Aussi, dans le processus de recrutement, on limite parfois la motivation à « la lettre de motivation » qui est le plus souvent une tentative maladroite de plaire, rédigée en langue de bois, voire standardisée copiée-collée et qui n’exprime pas la véritable motivation du candidat.
En processus de recrutement, certains recruteurs s’intéressent d’abord à la motivation du candidat et non aux compétences. Qu’en pensez-vous ?
C’est une approche plutôt anglo-saxonne et très pragmatique, surtout lorsqu’il s’agit de trouver un collaborateur fidèle à long terme.

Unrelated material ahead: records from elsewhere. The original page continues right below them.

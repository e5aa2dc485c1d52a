//! Pure state transition function

use super::{DialogueContext, DialogueState, Effect, Event};
use crate::catalog::{Prompt, RefinementKind};
use crate::classifier::Classifier;
use crate::exit::is_exit;
use thiserror::Error;

/// Result of a state transition
#[derive(Debug, Clone, PartialEq, Eq)]
pub struct TransitionResult {
    pub new_state: DialogueState,
    pub prompt: Prompt,
    pub effects: Vec<Effect>,
}

impl TransitionResult {
    #[must_use]
    pub fn new(state: DialogueState, prompt: Prompt) -> Self {
        Self {
            new_state: state,
            prompt,
            effects: vec![],
        }
    }

    #[must_use]
    pub fn with_effect(mut self, effect: Effect) -> Self {
        self.effects.push(effect);
        self
    }
}

/// Errors that can occur during transition
#[derive(Debug, Error, PartialEq, Eq)]
pub enum TransitionError {
    #[error("Dialogue already started (current state: {0})")]
    AlreadyStarted(DialogueState),
}

/// Pure transition function
///
/// Given the same inputs it always produces the same outputs. The exit check
/// runs before any per-state handling, and `Exit` absorbs every input.
pub fn transition(
    state: DialogueState,
    context: &DialogueContext,
    event: &Event<'_>,
    classifier: &dyn Classifier,
) -> Result<TransitionResult, TransitionError> {
    match (state, event) {
        (DialogueState::Idle, Event::Start) => Ok(TransitionResult::new(
            DialogueState::Awareness,
            Prompt::Awareness,
        )),

        (_, Event::Start) => Err(TransitionError::AlreadyStarted(state)),

        (_, Event::UserInput { text }) if is_exit(*text) => Ok(exit()),

        (DialogueState::Exit, Event::UserInput { .. }) => Ok(exit()),

        // Awareness + question -> Typing, category recorded
        (DialogueState::Awareness, Event::UserInput { text }) => {
            let category = classifier.classify(text.unwrap_or_default());
            Ok(
                TransitionResult::new(DialogueState::Typing, Prompt::Category(category))
                    .with_effect(Effect::RecordCategory(category)),
            )
        }

        // Refinement gate already closed: finish instead of asking again
        (DialogueState::Typing, Event::UserInput { .. }) if context.refinement_used => Ok(exit()),

        (DialogueState::Typing, Event::UserInput { .. }) => {
            let kind = RefinementKind::for_category(context.category);
            Ok(
                TransitionResult::new(DialogueState::Refinement, Prompt::Refinement(kind))
                    .with_effect(Effect::ConsumeRefinement),
            )
        }

        (DialogueState::Refinement, Event::UserInput { .. }) => Ok(exit()),

        (DialogueState::Idle, Event::UserInput { .. }) => Ok(TransitionResult::new(
            DialogueState::Awareness,
            Prompt::Awareness,
        )),
    }
}

fn exit() -> TransitionResult {
    TransitionResult::new(DialogueState::Exit, Prompt::Exit)
}
//! Question classification
//!
//! A coarse keyword heuristic, kept behind the [`Classifier`] trait so the
//! state machine never depends on how a category is chosen.

use crate::state_machine::QuestionCategory;

/// Terms that mark a Value question. Checked before Judgement terms.
pub const VALUE_TERMS: &[&str] = &[
    "fair",
    "fairness",
    "meaning",
    "important",
    "should matter",
    "价值",
];

/// Terms that mark a Judgement question
pub const JUDGEMENT_TERMS: &[&str] = &["right", "wrong", "better", "worse", "choice", "should i"];

/// Maps free text to a question category
pub trait Classifier {
    fn classify(&self, text: &str) -> QuestionCategory;
}

/// Substring keyword matcher over lowercased input
#[derive(Debug, Clone)]
pub struct KeywordClassifier {
    value_terms: Vec<String>,
    judgement_terms: Vec<String>,
}

impl KeywordClassifier {
    /// Build a classifier from custom term sets. Terms are lowercased here so
    /// matching stays case-insensitive.
    pub fn new<V, J>(value_terms: V, judgement_terms: J) -> Self
    where
        V: IntoIterator,
        V::Item: AsRef<str>,
        J: IntoIterator,
        J::Item: AsRef<str>,
    {
        Self {
            value_terms: lowercase_all(value_terms),
            judgement_terms: lowercase_all(judgement_terms),
        }
    }
}

impl Default for KeywordClassifier {
    fn default() -> Self {
        Self::new(VALUE_TERMS, JUDGEMENT_TERMS)
    }
}

impl Classifier for KeywordClassifier {
    fn classify(&self, text: &str) -> QuestionCategory {
        categorize(text, &self.value_terms, &self.judgement_terms)
    }
}

/// Classify with the built-in term sets
#[must_use]
pub fn classify(text: &str) -> QuestionCategory {
    categorize(text, VALUE_TERMS, JUDGEMENT_TERMS)
}

fn categorize<T: AsRef<str>>(text: &str, value_terms: &[T], judgement_terms: &[T]) -> QuestionCategory {
    let lowered = text.to_lowercase();
    let mentions = |terms: &[T]| terms.iter().any(|term| lowered.contains(term.as_ref()));

    if mentions(value_terms) {
        QuestionCategory::Value
    } else if mentions(judgement_terms) {
        QuestionCategory::Judgement
    } else {
        QuestionCategory::Fact
    }
}

fn lowercase_all<I>(terms: I) -> Vec<String>
where
    I: IntoIterator,
    I::Item: AsRef<str>,
{
    terms
        .into_iter()
        .map(|term| term.as_ref().to_lowercase())
        .filter(|term| !term.is_empty())
        .collect()
}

Bien sûr, il existe toujours les exigences de départ nécessaires à tout emploi, mais je pense que davantage de souplesse dans ce domaine donnerait un peu plus de fraîcheur au recrutement. Et certainement plus de chances à tous ceux qui ne sont pas en mesure de présenter un diplôme, pourtant ils peuvent apporter beaucoup à l’entreprise de par leur volonté de réussir.
D’ailleurs, engager un candidat sur la base de motivation pour exercer un métier qui peut être appris en travaillant, c’est même plus rentable que recruter un diplômé parce que chaque entreprise a ses spécificités de fonctionnement qui nécessitent une période d’adaptation à tout profile de personne, indépendamment de son parcours.
Comment un recruteur peut-il vérifier la motivation du candidat ?
Le meilleur moyen reste un entretien intelligent effectué par une ou plusieurs personnes expérimentées venant de l’entreprise et connaissant bien sa spécificité, ses équipes et sa culture.
Cet entretien peut également être confié à un cabinet spécialisé externe, faut-il encore bien choisir ce délégataire compte tenu son réseau et ses moyens d’évaluation.
Dans les deux cas précités, l’entretien en présentiel peut être complété par des tests de personnalité professionnels et dédiés (pas un simple QCM trouvé sur internet) ou le processus d’assessment.
Vos conseils.
Bien sûr, le mieux serait d’avoir les deux : les diplômes et la motivation, mais très souvent les personnes titrées et expérimentées ont beaucoup de prérequis et des exigences, avant d’être motivées. Elles posent la question « Qu’est-ce que l’entreprise peut m’offrir ? » et non « Qu’est-ce que j’apporterai à l’entreprise ? »
Aussi, je pense que les entreprises, au lieu de se lamenter sur l’écart entre les compétences des candidats et les exigences des postes à pourvoir, pourraient plus souvent embaucher sur la base de motivation et ensuite former, challenger, fidéliser, proposer un plan de carrière. Voir en candidat un Humain et non une compétence ambulante. Ça changerait vraiment beaucoup de choses sur le marché de l’emploi parce que les gens motivés cherchent le travail pendant que les autres cherchent un salaire.
Cette approche donne plus de chances aux candidats peu diplômés ou ceux qui veulent changer de métier en cours de carrière. Ainsi, elle évite de mettre les gens dans des cases, une fois pour toute la vie professionnelle.